The Defendant has filed a motion to dismiss Plaintiff's Amended Complaint on the grounds that Plaintiff has failed to set forth sufficient factual matter to state any plausible claim for relief. Plaintiff has filed a memorandum in opposition to the Defendant's motion, to which the Defendant has filed a reply. Defendant's motion is now before the Court for disposition.
Plaintiff, a former employee of the Defendant, alleges that he is of Armenian nationality, and asserts federal claims in his Amended Complaint pursuant to Title VII of the Civil Rights of 1964, 42 U.S.C. § 2000e et seq., and 42 U.S.C. § 1981, as well as a state law contract claim. Plaintiff
Plaintiff further alleges that the handbook has "mandatory language" setting forth various work rules and prohibitions, and quotes language from the handbook setting forth rules with regard to clothing, absences, solicitations, doctor visits, comp time, use of company property and equipment, and use of company software and computer equipment. Finally, Plaintiff quotes language from the handbook which provides that the Defendant "will not tolerate retaliation against any employee for making a complaint" regarding prohibited conduct. Plaintiff alleges that the "contract indicated he would be paid for working", and that he "performed his contractual obligations and despite the fact he was discriminated against".

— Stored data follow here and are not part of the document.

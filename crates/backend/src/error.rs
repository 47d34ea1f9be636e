use thiserror::Error;

/// Failures surfaced by any backend implementation.
#[derive(Debug, Error, Clone, PartialEq, Eq)]
pub enum BackendError {
    #[error("not found")]
    NotFound,

    #[error("invalid login credentials")]
    InvalidCredentials,

    /// Missing, expired, or insufficient credentials for the call.
    #[error("unauthorized")]
    Unauthorized,

    #[error("network error: {0}")]
    Network(String),

    #[error("API error ({status}): {message}")]
    Api { status: u16, message: String },

    #[error("decode error: {0}")]
    Decode(String),

    #[error("conflict: {0}")]
    Conflict(String),

    #[error("invalid backend configuration: {0}")]
    Config(String),
}

impl BackendError {
    pub fn api(status: u16, message: impl Into<String>) -> Self {
        Self::Api {
            status,
            message: message.into(),
        }
    }

    /// Worth retrying later: connectivity problems and server-side failures.
    pub fn is_transient(&self) -> bool {
        match self {
            BackendError::Network(_) => true,
            BackendError::Api { status, .. } => *status >= 500 || *status == 429,
            _ => false,
        }
    }
}

impl From<serde_json::Error> for BackendError {
    fn from(err: serde_json::Error) -> Self {
        BackendError::Decode(err.to_string())
    }
}

pub type BackendResult<T> = Result<T, BackendError>;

Plaintiff also alleges that John Gordon is the Defendant's President and "alter-ego" of the Defendant, and that during his period of employment Gordon "demeaned" him "with a number of racial comments", which Plaintiff alleges were "severe, pervasive and happened almost daily". Plaintiff further alleges that Gordon demonstrated a pattern of discriminatory treatment toward Armenians "by making disparaging remarks, reassigning Armenians to menial tasks, and laying them off in disproportionate numbers". Plaintiff alleges he complained to Human Resources about Gordon's racial comments, following which Gordon not only continued his racial comments towards the Plaintiff and other Armenians, but "made a pointed effort to continue his racial comments and began having the Plaintiff's supervisors issue him pretextural write-ups". Plaintiff further alleges that Gordon tried to have him sign a letter stating that he would not like a raise, but that Plaintiff refused to sign the letter and complained to the Defendant's manager (someone named Marcus) about Gordon's discriminatory conduct. Plaintiff alleges that during this period of time Gordon was also making racial comments to others regarding Armenians, "set in place motions to have Armenians terminated", and that due to Plaintiff's complaints of discrimination he was retaliated against and was "constantly subjected to poor treatment, which created a hostile work environment". Plaintiff alleges that he was discriminated against on the basis of his color, race and national origin (Armenian), and in retaliation for his reporting of discrimination, with the Defendant ultimately wrongfully terminating him on or about December 26, 2012.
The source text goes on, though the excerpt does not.